* DATA PROVIDED
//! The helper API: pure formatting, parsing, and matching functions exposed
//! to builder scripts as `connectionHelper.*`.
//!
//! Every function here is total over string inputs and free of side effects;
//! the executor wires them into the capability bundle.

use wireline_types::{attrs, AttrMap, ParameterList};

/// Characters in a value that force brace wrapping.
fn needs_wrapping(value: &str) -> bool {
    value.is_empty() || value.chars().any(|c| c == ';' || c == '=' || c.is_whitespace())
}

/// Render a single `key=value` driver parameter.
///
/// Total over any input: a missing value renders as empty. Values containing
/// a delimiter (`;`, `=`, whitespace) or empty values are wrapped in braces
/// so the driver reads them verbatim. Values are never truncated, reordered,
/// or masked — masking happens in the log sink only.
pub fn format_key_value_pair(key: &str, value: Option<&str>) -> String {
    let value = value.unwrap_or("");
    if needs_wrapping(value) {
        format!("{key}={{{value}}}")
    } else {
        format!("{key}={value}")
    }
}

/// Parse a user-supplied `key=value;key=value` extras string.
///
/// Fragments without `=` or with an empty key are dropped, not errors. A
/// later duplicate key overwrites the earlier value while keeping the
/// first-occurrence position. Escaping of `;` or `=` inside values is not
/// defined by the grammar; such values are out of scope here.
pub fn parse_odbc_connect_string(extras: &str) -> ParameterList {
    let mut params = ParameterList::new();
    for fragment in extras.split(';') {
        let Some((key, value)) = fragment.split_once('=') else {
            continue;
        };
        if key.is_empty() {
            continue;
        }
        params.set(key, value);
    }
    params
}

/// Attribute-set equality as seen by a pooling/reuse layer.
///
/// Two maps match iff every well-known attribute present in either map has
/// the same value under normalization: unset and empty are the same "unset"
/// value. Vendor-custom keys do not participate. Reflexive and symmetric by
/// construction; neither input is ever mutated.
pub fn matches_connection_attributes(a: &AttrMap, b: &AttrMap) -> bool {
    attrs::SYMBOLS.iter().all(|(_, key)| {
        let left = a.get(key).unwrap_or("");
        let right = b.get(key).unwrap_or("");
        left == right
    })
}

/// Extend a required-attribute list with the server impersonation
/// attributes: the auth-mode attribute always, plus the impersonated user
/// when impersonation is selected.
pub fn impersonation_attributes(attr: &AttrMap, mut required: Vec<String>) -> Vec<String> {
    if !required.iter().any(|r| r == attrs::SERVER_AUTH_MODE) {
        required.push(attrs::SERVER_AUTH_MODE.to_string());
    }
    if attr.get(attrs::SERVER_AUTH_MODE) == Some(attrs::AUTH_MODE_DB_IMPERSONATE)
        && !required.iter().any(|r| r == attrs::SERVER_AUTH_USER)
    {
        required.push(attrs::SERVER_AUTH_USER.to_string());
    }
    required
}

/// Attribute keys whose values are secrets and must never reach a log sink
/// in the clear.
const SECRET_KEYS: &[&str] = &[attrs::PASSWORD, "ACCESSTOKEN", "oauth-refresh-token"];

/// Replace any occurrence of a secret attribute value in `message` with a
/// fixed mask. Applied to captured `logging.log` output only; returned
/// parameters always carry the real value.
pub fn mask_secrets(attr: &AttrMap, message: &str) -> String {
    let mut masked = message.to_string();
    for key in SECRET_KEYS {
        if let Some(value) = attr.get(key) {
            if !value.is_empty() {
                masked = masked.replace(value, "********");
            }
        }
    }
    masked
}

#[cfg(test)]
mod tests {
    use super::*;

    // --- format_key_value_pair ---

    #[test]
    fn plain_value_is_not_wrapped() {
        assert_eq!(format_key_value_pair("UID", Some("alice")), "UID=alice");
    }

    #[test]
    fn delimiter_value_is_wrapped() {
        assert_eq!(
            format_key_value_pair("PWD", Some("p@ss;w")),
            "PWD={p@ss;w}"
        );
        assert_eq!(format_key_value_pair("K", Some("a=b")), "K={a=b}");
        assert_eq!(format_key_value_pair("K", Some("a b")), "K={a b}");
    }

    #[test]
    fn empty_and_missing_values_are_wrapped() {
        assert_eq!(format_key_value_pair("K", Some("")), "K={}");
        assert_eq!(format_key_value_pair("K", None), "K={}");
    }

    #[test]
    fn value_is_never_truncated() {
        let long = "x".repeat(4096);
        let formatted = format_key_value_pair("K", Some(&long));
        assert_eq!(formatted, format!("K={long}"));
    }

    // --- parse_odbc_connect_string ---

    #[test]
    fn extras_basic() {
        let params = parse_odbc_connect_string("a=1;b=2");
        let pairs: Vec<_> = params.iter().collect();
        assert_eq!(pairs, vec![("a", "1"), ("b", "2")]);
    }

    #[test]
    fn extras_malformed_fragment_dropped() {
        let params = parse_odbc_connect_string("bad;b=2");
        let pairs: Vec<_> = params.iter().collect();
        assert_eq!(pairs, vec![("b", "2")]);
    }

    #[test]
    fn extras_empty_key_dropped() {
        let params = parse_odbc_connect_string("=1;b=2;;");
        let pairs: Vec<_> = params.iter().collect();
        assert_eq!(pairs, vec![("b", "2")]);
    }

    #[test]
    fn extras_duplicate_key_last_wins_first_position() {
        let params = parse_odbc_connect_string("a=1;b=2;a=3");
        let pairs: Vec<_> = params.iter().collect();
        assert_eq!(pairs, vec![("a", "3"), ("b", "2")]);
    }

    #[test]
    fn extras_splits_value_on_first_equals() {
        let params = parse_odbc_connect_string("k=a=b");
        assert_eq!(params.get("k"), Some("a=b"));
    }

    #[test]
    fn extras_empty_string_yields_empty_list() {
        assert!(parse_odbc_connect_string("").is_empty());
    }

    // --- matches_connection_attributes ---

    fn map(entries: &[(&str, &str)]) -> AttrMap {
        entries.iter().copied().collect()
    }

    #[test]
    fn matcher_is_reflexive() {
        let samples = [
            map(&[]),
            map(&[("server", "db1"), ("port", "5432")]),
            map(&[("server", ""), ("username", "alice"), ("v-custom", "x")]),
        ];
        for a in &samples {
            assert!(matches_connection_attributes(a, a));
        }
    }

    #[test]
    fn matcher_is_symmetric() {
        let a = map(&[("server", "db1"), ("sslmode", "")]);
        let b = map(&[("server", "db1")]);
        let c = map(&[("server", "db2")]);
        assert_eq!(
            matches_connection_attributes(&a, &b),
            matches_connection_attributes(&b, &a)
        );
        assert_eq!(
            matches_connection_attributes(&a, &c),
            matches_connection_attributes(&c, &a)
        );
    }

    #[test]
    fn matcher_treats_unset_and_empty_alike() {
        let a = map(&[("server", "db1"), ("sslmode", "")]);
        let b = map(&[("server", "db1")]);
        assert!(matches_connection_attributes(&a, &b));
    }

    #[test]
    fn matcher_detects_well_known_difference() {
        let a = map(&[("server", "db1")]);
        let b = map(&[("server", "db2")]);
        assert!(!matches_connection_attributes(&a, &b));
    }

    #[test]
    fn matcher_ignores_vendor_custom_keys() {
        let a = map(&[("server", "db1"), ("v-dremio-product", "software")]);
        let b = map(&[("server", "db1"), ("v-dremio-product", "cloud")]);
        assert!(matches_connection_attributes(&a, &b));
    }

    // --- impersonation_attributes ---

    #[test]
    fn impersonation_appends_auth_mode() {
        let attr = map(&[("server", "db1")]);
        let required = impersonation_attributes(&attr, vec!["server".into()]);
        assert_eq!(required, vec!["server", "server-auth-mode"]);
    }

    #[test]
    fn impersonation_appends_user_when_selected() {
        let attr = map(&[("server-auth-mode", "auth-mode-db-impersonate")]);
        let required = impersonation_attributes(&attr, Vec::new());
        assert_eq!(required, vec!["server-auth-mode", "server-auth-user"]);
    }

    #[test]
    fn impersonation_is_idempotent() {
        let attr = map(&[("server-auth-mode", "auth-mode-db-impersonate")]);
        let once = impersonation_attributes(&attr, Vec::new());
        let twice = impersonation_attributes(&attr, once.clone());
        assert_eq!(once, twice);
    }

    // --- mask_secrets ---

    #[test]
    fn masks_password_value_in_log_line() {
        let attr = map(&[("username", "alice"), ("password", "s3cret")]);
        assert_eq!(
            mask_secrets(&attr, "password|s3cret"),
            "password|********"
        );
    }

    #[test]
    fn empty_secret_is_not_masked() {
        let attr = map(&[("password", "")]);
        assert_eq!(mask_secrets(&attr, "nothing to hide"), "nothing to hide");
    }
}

---

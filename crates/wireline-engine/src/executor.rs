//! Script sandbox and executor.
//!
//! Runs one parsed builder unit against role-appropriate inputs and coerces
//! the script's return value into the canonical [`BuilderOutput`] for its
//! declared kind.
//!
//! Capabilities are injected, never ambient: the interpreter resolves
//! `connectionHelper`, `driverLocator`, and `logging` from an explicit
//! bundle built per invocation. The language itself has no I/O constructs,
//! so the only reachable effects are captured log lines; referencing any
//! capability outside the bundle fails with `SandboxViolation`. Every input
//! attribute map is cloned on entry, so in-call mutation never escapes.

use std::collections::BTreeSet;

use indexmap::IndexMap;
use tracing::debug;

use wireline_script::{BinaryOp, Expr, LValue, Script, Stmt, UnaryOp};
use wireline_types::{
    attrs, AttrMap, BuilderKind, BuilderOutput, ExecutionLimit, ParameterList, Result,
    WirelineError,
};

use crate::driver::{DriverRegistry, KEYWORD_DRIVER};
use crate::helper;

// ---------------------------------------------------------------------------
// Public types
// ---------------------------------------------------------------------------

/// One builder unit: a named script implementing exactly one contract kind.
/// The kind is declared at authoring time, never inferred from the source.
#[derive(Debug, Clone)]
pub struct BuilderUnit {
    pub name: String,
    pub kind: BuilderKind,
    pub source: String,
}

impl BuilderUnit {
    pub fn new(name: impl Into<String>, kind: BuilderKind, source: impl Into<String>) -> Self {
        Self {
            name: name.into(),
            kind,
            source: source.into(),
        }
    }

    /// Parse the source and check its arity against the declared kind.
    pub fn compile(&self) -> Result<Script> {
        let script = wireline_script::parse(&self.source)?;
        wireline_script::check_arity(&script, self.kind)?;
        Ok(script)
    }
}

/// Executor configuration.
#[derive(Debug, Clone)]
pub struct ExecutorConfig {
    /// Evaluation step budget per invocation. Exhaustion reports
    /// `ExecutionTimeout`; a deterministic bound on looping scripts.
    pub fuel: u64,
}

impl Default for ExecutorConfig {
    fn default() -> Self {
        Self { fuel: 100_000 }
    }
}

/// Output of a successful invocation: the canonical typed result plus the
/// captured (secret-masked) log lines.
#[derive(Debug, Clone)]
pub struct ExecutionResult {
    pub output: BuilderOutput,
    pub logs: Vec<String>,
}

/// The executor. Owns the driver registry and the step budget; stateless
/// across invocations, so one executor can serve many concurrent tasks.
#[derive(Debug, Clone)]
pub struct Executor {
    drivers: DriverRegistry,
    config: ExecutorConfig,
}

* * *

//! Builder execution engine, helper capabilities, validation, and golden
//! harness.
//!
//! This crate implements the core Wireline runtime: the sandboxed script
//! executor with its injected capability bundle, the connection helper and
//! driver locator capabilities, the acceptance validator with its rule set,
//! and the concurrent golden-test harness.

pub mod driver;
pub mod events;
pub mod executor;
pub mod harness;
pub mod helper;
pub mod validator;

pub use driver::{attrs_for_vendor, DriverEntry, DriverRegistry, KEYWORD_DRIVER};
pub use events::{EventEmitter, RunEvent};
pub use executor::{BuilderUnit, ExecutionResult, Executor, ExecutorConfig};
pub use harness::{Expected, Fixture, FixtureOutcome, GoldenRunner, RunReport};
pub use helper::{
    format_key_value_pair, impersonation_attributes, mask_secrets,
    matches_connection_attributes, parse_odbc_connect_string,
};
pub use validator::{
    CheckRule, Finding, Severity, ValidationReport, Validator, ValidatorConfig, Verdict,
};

* DIRECTIONS
Your answer should be each line from the preceding material in which the word "only" occurs.

* COMPLETED TASK
/// or masked — masking happens in the log sink only.
/// fixed mask. Applied to captured `logging.log` output only; returned
//! so the only reachable effects are captured log lines; referencing any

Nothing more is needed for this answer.